EXTRACTED ENTRIES -
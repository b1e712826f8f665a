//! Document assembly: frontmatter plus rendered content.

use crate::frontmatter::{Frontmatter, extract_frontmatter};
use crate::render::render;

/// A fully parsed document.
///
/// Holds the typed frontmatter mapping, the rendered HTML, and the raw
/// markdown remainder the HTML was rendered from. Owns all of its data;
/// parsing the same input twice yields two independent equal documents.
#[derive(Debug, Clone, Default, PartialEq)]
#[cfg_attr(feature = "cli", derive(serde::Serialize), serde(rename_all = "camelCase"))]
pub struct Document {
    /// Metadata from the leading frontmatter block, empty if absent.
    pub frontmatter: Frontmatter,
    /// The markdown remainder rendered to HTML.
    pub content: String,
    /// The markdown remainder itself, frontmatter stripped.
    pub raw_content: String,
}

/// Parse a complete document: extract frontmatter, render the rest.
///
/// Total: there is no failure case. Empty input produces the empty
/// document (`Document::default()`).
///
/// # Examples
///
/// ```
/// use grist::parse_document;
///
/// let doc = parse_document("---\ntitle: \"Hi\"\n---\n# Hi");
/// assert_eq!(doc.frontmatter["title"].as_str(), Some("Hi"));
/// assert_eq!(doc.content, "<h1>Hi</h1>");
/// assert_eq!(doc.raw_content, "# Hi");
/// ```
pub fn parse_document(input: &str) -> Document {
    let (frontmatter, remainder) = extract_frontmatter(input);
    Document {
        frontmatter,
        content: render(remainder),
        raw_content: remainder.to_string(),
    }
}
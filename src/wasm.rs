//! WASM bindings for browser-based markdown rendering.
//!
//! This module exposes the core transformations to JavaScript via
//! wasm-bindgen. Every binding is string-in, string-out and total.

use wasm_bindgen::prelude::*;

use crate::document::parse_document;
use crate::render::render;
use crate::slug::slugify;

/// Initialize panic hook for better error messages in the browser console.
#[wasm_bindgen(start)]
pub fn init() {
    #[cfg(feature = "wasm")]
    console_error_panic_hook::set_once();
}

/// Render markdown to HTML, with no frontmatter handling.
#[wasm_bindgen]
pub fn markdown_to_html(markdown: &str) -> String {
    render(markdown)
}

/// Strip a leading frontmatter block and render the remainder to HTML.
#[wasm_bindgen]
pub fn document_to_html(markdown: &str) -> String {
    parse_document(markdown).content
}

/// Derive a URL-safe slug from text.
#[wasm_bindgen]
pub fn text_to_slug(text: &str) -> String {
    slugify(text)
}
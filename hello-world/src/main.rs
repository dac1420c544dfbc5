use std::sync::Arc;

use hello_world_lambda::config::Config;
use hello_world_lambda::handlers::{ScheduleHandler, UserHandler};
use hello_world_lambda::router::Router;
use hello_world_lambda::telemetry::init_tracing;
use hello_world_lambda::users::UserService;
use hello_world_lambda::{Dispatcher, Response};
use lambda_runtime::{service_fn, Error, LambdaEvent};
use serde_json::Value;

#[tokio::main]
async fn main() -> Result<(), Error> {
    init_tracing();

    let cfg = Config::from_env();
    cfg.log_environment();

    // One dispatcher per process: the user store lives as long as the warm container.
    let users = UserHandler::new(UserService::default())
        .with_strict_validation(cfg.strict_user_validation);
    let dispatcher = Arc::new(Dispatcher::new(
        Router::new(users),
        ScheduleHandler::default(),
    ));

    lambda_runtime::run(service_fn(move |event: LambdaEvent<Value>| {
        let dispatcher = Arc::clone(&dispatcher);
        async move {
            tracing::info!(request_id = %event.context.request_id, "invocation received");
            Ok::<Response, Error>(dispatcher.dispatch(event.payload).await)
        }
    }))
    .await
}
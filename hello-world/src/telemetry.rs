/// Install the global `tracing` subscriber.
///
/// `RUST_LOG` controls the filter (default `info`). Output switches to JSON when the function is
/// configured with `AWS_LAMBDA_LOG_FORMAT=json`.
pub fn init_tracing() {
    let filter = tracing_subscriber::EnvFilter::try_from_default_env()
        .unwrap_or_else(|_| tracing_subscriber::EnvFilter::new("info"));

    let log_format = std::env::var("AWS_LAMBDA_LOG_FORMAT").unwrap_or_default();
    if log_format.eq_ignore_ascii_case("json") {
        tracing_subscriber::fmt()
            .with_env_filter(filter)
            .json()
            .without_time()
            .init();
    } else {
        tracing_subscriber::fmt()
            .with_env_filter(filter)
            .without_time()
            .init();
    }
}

--

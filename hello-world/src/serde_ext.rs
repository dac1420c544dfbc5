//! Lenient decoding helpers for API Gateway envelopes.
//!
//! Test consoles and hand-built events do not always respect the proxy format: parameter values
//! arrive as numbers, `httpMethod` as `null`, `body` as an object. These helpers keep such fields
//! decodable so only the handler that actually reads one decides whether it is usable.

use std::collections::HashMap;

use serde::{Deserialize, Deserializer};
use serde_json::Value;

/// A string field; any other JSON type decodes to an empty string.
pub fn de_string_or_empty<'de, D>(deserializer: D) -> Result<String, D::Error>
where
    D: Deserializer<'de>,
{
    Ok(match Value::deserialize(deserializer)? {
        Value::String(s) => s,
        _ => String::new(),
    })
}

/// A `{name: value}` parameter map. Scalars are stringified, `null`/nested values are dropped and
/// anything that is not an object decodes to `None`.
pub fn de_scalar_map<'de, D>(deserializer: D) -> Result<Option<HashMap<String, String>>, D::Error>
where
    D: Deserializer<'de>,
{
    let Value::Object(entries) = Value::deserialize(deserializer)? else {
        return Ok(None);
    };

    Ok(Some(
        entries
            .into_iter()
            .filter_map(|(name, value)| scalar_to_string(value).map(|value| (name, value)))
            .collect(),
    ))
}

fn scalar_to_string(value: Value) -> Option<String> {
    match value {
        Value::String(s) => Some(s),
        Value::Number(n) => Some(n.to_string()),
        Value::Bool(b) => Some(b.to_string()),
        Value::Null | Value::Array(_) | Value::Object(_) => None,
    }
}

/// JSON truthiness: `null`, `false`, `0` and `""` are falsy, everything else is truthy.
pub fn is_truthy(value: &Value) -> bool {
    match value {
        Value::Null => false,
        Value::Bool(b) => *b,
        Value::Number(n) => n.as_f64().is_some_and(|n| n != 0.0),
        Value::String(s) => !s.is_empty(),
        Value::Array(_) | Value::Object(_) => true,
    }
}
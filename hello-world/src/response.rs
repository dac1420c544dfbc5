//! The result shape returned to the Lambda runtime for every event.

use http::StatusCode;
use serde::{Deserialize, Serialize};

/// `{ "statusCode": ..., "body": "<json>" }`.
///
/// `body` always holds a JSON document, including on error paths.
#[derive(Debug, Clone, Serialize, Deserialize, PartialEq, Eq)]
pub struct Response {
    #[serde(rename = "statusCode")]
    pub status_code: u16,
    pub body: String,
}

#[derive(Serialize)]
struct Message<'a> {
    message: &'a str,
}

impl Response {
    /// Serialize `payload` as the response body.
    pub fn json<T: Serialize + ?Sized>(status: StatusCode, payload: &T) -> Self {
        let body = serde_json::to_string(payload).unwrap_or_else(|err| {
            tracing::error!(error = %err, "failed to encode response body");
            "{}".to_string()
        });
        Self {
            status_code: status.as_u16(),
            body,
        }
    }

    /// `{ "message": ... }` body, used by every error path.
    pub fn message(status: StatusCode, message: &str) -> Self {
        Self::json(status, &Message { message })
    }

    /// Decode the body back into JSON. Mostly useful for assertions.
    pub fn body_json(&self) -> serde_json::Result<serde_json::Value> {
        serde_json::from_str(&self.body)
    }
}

REQUIREMENT -
The required output is every line above from the one with "repository b1e712826f8f665a" down to the one with "#[derive(Debug, Clone, Default, PartialEq)]", restated word for word, ends included.

THE ANSWER -
repository b1e712826f8f665a
//! Document assembly: frontmatter plus rendered content.

use crate::frontmatter::{Frontmatter, extract_frontmatter};
use crate::render::render;

/// A fully parsed document.
///
/// Holds the typed frontmatter mapping, the rendered HTML, and the raw
/// markdown remainder the HTML was rendered from. Owns all of its data;
/// parsing the same input twice yields two independent equal documents.
#[derive(Debug, Clone, Default, PartialEq)]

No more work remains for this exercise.